Case Presentation: A 65-year-old Japanese man presented with a 5-month history of bilateral leg edema. He visited his family doctor 3 months ago and started taking furosemide, but the symptom didn’t improve. His past medical history included chronic atrial fibrillation. He reported malaise, constipation and weight gain but denied fever or night sweats. On admission, he was ill-appearing and afebrile. The other vital signs were normal. The abdominal examination revealed splenomegaly. There was bilateral leg edema. In laboratory testing, there was a mild elevation of transaminases (AST 95 IU/L, ALT 55 IU/L) and markedly elevated of LDH 1430 IU/L. TSH was 0.36 µU/ml and free-T4 0.49 ng/dl. The peripheral blood film showed no abnormality.
Initial differential diagnoses included hypopituitarism or non-thyroidal illness. Additional testing suggested hypopituitarism with somatomedin C 30 ng/ml, LH <0.10 mIU/ml and FSH 0.26 mIU/ml. The serum ACTH and cortisol were within normal limits. There is no response of TSH by TRH stimulation test. Contrast-enhanced brain MRI showed a mass-like lesion with the filling defect in the pituitary gland (Figure 1). Oral levothyroxine was initiated. Because of the high LDH level and splenomegaly, a possibility of malignant lymphoma was considered but a whole-body contrast-enhanced CT showed no lymphadenopathy. On the seventh day of hospitalization, he developed hypotensive and pancytopenia and died despite attempts of cardiopulmonary resuscitation.
The autopsy showed there was infiltration of CD20-positive abnormal lymphocytes in the anterior lobe of the pituitary gland. In addition, the abnormal cells were seeded into blood vessels of organs including skin, small intestine, and bone marrow. Autopsy diagnosis of intravascular lymphoma (IVL) was made. The cause of hypopituitarism was considered pituitary destruction by IVL cells.

Discussion: Anterior hypopituitarism caused by IVL is relatively rare but can be a rapidly fatal condition. IVL is characterized by dissemination of lymphoma cells within the lumen of blood vessels in the entire body. Patients with IVL occasionally present with nonspecific symptoms and thus mimic other benign diseases. The diagnosis of IVL can be very challenging and it requires tissue diagnoses by random skin biopsy, or biopsy of bone marrow, brain or other organs. However, if conditions are rapidly aggressive as in this case, patients with IVL are often diagnosed in an autopsy.

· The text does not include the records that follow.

//! Download of seller tables from a URL.

use std::sync::Arc;
use std::time::Duration;

use async_trait::async_trait;
use tracing::{instrument, warn};

#[derive(Debug, thiserror::Error, Clone, PartialEq, Eq)]
pub enum GatewayError {
    /// Invalid URL, connection failure or deadline elapsed.
    #[error("request failed: {0}")]
    Request(String),

    #[error("unexpected status code {0}")]
    Status(u16),

    #[error("failed to read response body: {0}")]
    Body(String),
}

/// Fetches the raw bytes of a seller's table.
#[async_trait]
pub trait TableDownloader: Send + Sync {
    async fn download(&self, url: &str) -> Result<Vec<u8>, GatewayError>;
}

#[async_trait]
impl<D> TableDownloader for Arc<D>
where
    D: TableDownloader + ?Sized,
{
    async fn download(&self, url: &str) -> Result<Vec<u8>, GatewayError> {
        (**self).download(url).await
    }
}

/// `GET`s the table over HTTP(S) and reads the whole body into memory.
#[derive(Debug, Clone)]
pub struct HttpTableDownloader {
    client: reqwest::Client,
}

impl HttpTableDownloader {
    pub fn new(timeout: Duration) -> Result<Self, GatewayError> {
        let client = reqwest::Client::builder()
            .timeout(timeout)
            .build()
            .map_err(|e| GatewayError::Request(e.to_string()))?;
        Ok(Self { client })
    }
}

#[async_trait]
impl TableDownloader for HttpTableDownloader {
    #[instrument(skip(self), err)]
    async fn download(&self, url: &str) -> Result<Vec<u8>, GatewayError> {
        let resp = self.client.get(url).send().await.map_err(|e| {
            warn!(error = %e, "table download failed");
            GatewayError::Request(e.to_string())
        })?;

        if resp.status() != reqwest::StatusCode::OK {
            return Err(GatewayError::Status(resp.status().as_u16()));
        }

        let body = resp.bytes().await.map_err(|e| GatewayError::Body(e.to_string()))?;
        Ok(body.to_vec())
    }
}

As a cause of hypopituitarism, there were only less than 20 reported cases of IVL and most of the cases were diagnosed by autopsy. If there would be no history of prior trauma or radiotherapy but findings suggestive of malignant lymphoma such as high LDH level and splenomegaly, IVL should be considered even if image testing showed no lymphadenopathy. Life-saving chemotherapy, R-CHOP, can be indicated for some patients. As a hospitalist, we must know the importance of diagnosing and managing this disease although it may challenge us with diagnostic difficulty.

Conclusions: IVL is a rare but potentially curable cause of hypopituitarism. We should take into consideration it if there are splenomegaly and high LDH level and no other obvious causes of hypopituitarism. A diagnosis of IVL can be challenging and tissue biopsy should be performed swiftly.